/---

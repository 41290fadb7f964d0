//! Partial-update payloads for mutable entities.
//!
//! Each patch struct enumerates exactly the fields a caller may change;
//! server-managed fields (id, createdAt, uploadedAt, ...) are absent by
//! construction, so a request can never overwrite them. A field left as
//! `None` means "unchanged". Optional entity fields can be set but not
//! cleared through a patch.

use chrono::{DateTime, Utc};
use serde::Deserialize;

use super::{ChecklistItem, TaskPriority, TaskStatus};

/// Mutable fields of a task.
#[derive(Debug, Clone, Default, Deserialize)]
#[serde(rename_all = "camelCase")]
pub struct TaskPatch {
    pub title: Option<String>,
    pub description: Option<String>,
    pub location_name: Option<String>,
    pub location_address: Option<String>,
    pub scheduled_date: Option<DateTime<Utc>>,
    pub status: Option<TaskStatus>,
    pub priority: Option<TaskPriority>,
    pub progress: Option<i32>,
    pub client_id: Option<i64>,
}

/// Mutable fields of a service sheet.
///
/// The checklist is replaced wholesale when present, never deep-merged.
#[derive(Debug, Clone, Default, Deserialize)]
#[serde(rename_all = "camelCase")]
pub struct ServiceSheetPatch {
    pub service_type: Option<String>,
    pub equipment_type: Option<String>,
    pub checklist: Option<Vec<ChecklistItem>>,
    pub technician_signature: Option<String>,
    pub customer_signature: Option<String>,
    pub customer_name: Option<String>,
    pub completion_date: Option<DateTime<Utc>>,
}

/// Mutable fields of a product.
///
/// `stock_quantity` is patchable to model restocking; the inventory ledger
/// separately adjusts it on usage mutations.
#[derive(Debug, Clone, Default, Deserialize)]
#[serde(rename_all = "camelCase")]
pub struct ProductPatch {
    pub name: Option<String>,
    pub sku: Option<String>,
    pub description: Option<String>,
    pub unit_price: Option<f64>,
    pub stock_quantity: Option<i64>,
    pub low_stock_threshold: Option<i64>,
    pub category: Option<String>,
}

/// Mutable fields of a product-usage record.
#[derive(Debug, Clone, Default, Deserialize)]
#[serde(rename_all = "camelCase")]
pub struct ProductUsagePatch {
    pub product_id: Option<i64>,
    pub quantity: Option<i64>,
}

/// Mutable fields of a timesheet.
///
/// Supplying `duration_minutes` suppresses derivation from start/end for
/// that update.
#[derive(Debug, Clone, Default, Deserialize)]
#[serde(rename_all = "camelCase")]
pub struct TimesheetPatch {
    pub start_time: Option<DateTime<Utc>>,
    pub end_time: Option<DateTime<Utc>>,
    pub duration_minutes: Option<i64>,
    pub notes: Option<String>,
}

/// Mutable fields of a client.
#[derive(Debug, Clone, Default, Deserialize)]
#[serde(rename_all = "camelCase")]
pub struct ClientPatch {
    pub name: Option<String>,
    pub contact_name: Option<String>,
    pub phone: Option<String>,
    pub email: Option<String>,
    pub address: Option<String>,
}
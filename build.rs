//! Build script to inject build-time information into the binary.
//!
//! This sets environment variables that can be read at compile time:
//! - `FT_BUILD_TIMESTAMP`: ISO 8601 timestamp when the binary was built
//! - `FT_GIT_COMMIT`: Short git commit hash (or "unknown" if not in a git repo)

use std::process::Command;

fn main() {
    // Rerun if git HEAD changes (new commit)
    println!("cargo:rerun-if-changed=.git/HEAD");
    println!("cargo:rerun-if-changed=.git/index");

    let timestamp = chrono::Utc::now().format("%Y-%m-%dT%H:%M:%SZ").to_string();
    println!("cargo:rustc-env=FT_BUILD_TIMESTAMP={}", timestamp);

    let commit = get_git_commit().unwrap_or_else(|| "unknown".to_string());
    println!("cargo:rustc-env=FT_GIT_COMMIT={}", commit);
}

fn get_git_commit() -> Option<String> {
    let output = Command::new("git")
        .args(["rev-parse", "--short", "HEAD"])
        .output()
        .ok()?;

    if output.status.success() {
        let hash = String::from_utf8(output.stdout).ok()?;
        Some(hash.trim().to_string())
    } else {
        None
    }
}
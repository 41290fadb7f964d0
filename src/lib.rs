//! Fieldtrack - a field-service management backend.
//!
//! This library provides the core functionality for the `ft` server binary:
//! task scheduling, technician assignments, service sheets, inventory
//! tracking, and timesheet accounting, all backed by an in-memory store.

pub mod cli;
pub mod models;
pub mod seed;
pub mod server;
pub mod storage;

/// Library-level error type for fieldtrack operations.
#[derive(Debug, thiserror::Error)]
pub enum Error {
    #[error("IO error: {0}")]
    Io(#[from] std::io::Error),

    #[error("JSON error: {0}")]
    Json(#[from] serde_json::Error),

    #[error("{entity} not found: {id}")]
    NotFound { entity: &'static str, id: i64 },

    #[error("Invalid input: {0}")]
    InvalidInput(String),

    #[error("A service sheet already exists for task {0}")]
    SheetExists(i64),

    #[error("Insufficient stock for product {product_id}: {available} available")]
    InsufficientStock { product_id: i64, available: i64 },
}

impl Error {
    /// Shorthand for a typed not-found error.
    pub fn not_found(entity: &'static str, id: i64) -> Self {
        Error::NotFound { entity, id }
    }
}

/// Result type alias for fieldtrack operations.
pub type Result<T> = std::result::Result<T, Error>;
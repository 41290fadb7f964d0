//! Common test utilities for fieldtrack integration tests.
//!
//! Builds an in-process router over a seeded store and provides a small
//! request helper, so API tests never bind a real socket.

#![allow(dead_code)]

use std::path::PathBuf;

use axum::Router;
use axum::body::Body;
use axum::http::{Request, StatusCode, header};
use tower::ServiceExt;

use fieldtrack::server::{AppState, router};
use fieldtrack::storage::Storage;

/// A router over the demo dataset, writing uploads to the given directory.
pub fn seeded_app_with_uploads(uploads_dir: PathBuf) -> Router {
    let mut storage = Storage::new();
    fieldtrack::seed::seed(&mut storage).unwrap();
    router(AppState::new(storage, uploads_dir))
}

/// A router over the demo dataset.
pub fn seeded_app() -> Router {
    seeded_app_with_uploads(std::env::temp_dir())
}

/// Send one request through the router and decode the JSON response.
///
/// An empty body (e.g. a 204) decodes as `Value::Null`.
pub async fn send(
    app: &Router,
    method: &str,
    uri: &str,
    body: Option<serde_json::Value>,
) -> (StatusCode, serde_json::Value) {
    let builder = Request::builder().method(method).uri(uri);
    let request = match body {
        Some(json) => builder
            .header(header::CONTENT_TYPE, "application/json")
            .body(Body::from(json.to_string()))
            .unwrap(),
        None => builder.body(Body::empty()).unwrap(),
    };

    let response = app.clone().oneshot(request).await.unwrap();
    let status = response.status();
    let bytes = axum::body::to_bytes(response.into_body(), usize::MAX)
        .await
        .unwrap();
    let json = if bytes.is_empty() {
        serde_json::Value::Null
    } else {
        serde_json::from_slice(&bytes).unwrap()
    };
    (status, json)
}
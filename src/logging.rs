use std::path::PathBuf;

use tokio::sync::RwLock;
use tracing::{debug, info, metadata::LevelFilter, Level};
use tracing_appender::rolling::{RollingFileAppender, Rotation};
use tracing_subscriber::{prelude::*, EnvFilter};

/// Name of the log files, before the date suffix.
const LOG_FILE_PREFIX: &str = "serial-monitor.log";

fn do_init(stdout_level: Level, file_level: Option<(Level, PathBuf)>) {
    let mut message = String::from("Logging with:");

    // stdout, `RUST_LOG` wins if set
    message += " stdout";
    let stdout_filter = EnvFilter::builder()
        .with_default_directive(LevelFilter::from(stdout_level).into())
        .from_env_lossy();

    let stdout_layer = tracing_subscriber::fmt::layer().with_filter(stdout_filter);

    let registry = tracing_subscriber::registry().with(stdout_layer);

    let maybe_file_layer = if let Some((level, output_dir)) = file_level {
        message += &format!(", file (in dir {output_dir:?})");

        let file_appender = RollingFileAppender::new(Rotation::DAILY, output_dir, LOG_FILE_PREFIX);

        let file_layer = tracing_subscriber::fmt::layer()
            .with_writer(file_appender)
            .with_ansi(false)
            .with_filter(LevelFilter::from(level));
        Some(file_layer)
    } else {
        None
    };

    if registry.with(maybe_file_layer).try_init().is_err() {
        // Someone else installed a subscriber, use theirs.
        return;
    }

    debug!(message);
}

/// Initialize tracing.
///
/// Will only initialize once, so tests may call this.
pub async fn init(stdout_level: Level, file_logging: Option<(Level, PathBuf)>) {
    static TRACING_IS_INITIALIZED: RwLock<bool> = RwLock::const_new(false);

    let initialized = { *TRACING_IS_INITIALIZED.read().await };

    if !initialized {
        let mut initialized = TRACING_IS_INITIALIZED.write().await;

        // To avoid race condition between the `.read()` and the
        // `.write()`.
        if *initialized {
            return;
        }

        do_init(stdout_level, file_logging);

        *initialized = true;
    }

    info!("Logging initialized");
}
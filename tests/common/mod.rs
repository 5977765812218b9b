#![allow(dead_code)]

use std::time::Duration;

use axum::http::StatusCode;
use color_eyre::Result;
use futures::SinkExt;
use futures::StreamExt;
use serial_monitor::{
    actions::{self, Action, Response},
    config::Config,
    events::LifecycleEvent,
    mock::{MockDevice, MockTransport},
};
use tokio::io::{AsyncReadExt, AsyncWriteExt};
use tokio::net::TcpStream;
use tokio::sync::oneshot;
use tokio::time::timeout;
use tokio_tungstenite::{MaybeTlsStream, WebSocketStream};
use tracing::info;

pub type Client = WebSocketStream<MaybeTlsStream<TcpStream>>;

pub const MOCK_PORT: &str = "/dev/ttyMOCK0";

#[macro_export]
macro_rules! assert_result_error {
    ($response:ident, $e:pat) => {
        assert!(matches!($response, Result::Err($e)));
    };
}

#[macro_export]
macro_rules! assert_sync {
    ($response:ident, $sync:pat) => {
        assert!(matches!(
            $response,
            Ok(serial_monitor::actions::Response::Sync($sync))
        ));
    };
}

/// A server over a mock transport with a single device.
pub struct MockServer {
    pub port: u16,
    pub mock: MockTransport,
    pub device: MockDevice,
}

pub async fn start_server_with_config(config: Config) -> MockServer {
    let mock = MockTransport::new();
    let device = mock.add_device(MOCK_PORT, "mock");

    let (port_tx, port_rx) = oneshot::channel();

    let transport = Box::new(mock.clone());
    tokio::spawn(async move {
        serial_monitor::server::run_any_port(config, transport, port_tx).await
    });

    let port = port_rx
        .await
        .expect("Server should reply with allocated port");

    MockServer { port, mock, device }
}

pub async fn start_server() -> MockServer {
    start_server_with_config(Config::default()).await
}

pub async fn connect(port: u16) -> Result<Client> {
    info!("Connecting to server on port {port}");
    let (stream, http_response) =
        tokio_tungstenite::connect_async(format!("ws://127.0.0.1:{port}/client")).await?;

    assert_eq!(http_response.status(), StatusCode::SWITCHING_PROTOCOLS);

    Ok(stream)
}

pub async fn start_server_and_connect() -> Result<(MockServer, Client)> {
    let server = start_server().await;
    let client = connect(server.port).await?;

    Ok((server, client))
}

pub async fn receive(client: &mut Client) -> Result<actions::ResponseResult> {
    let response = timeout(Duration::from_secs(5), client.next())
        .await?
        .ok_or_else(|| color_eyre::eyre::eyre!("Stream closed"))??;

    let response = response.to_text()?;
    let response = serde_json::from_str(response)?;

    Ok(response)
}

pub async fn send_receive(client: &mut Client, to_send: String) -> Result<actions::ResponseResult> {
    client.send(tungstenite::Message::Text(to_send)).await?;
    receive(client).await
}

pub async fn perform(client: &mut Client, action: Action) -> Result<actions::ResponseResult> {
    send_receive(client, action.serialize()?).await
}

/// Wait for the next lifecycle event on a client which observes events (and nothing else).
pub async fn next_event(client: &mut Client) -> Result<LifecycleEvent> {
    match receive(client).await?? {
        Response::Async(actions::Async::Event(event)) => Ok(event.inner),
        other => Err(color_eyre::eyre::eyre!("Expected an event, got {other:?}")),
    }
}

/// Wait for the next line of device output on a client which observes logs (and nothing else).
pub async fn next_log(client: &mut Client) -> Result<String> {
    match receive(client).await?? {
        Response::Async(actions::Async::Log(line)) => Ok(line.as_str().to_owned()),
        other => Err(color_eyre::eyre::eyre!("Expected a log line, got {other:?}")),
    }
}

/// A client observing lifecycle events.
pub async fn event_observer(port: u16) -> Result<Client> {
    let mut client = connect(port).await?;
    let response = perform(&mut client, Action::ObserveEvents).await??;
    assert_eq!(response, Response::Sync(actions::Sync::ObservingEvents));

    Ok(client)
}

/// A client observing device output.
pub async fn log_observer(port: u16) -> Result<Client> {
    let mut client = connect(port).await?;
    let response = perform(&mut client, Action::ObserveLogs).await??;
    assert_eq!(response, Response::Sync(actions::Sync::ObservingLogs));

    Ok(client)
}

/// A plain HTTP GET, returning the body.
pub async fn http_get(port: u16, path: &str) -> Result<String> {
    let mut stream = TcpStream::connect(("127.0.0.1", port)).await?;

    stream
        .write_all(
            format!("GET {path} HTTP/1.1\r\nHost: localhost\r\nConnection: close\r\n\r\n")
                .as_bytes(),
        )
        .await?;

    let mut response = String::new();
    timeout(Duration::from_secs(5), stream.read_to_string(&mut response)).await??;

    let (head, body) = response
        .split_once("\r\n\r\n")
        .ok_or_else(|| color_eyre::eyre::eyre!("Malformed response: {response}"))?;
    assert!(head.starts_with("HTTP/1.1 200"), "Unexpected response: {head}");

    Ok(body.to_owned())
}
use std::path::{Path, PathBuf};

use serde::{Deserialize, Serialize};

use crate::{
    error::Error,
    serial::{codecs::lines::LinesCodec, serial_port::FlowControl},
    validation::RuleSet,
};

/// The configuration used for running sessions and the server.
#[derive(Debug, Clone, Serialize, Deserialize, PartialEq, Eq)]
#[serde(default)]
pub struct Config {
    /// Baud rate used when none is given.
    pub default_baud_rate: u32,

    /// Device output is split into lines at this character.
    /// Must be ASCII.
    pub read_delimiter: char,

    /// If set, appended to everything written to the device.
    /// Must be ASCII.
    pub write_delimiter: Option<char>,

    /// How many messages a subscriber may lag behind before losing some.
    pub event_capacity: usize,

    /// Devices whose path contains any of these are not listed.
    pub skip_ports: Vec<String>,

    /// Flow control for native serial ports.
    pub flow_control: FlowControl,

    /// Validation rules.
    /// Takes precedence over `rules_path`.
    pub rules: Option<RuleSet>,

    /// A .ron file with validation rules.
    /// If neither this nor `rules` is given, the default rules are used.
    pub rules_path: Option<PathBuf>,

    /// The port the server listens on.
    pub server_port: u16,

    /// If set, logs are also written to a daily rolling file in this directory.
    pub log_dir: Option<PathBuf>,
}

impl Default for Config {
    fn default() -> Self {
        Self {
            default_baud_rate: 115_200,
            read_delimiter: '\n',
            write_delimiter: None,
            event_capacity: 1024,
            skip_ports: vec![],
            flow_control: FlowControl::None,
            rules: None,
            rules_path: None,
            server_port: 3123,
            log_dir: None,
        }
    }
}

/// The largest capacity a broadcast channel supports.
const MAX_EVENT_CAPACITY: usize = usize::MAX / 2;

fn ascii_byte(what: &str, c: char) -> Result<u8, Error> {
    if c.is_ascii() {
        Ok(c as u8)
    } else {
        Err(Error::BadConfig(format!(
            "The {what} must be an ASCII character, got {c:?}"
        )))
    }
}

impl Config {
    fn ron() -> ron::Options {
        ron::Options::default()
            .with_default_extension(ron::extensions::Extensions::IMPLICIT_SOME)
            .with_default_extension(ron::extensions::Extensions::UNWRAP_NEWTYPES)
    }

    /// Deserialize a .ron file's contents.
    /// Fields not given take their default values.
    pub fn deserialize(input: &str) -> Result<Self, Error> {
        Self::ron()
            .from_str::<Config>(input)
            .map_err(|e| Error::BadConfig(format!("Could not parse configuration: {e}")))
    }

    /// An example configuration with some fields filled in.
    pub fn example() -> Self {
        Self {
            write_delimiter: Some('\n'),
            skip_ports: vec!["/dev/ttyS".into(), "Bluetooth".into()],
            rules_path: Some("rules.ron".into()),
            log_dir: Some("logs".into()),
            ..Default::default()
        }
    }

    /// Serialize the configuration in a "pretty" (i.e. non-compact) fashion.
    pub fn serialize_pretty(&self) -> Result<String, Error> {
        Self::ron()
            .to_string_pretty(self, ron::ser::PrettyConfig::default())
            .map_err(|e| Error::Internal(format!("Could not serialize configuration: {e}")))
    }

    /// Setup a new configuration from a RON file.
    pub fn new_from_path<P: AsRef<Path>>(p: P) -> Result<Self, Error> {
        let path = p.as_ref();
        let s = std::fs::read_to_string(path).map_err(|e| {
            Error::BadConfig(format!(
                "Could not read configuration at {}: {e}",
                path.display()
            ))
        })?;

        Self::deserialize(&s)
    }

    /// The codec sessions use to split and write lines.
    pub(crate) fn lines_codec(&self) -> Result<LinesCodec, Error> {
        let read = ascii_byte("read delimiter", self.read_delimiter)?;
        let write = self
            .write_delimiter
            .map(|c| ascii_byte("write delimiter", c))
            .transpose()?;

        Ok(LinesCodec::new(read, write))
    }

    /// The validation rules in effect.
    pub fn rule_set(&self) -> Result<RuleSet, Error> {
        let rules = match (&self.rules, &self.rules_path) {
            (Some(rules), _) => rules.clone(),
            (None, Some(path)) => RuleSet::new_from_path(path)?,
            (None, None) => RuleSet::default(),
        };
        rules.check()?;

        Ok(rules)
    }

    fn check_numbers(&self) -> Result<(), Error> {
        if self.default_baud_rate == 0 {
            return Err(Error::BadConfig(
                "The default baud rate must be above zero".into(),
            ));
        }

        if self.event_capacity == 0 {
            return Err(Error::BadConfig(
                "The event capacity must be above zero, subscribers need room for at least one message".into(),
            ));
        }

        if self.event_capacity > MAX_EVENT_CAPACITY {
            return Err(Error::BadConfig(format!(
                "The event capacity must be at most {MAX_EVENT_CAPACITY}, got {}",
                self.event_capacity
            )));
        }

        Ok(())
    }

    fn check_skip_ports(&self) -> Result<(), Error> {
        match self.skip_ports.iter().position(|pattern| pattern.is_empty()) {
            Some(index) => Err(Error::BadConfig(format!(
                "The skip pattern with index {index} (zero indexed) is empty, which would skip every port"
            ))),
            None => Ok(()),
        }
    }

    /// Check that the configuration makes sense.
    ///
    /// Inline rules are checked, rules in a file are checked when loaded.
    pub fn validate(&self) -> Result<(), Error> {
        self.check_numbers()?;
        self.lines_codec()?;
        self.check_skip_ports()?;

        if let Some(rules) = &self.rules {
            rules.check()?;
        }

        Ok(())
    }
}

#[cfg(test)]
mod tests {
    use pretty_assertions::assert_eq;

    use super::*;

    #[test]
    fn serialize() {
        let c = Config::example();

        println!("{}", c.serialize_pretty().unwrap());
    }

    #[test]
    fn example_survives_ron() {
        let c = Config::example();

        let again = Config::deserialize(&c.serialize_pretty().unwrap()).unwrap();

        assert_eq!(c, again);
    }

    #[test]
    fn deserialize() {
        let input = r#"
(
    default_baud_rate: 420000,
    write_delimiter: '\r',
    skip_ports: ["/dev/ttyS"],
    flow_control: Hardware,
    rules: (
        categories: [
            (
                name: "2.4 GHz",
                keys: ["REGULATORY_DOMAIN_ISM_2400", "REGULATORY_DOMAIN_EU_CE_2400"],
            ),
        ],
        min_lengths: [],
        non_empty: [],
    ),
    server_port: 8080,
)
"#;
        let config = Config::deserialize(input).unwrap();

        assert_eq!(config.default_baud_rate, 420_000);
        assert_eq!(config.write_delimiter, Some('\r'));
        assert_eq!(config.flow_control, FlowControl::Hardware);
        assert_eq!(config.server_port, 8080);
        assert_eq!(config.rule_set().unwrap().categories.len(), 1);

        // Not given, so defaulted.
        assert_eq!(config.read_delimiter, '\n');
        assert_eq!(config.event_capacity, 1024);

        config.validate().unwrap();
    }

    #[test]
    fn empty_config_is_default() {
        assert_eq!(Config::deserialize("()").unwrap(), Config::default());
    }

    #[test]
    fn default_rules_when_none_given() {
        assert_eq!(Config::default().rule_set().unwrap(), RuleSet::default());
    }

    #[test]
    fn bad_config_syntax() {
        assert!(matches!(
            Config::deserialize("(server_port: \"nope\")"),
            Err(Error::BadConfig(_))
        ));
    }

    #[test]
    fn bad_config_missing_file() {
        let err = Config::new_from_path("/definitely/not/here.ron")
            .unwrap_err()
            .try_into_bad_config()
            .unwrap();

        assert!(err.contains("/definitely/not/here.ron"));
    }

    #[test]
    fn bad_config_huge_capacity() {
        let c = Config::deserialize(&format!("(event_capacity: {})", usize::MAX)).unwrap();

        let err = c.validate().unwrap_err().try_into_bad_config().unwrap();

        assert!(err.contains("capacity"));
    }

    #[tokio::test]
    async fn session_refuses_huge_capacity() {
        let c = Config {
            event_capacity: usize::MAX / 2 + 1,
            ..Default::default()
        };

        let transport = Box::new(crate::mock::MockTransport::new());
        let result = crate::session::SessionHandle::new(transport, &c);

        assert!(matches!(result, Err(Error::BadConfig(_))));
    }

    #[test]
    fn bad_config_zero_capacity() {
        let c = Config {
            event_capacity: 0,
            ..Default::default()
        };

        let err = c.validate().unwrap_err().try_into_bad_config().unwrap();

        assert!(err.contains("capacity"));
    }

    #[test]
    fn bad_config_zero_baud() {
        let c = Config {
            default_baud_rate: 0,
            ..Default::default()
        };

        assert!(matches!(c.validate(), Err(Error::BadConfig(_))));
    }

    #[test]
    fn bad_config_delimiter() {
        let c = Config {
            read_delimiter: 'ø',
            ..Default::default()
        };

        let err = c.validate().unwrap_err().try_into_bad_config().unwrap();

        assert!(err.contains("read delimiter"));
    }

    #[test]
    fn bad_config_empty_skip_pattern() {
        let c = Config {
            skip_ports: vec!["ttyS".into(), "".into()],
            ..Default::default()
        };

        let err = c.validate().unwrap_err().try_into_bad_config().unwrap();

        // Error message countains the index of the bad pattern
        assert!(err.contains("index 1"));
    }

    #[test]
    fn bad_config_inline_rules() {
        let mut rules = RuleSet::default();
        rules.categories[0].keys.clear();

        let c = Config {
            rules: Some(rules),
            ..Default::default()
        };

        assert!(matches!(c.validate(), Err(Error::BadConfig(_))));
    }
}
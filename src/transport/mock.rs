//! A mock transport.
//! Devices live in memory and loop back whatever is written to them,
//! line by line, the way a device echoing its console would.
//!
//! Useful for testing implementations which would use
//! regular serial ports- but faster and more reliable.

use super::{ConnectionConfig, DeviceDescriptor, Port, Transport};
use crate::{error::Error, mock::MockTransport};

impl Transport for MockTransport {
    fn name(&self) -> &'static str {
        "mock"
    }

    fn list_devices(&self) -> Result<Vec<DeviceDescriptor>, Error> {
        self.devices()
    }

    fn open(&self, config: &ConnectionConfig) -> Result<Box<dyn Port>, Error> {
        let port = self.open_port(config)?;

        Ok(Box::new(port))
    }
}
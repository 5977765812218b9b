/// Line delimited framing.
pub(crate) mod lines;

\---

> [WORK INSTRUCTION]: The first line of the records and every line down to the line with "are absent by" must be quoted exactly; leave out all else.

> [RESPONSE TO THIS EXERCISE]:
repository 41290fadb7f964d0
//! Partial-update payloads for mutable entities.
//!
//! Each patch struct enumerates exactly the fields a caller may change;
//! server-managed fields (id, createdAt, uploadedAt, ...) are absent by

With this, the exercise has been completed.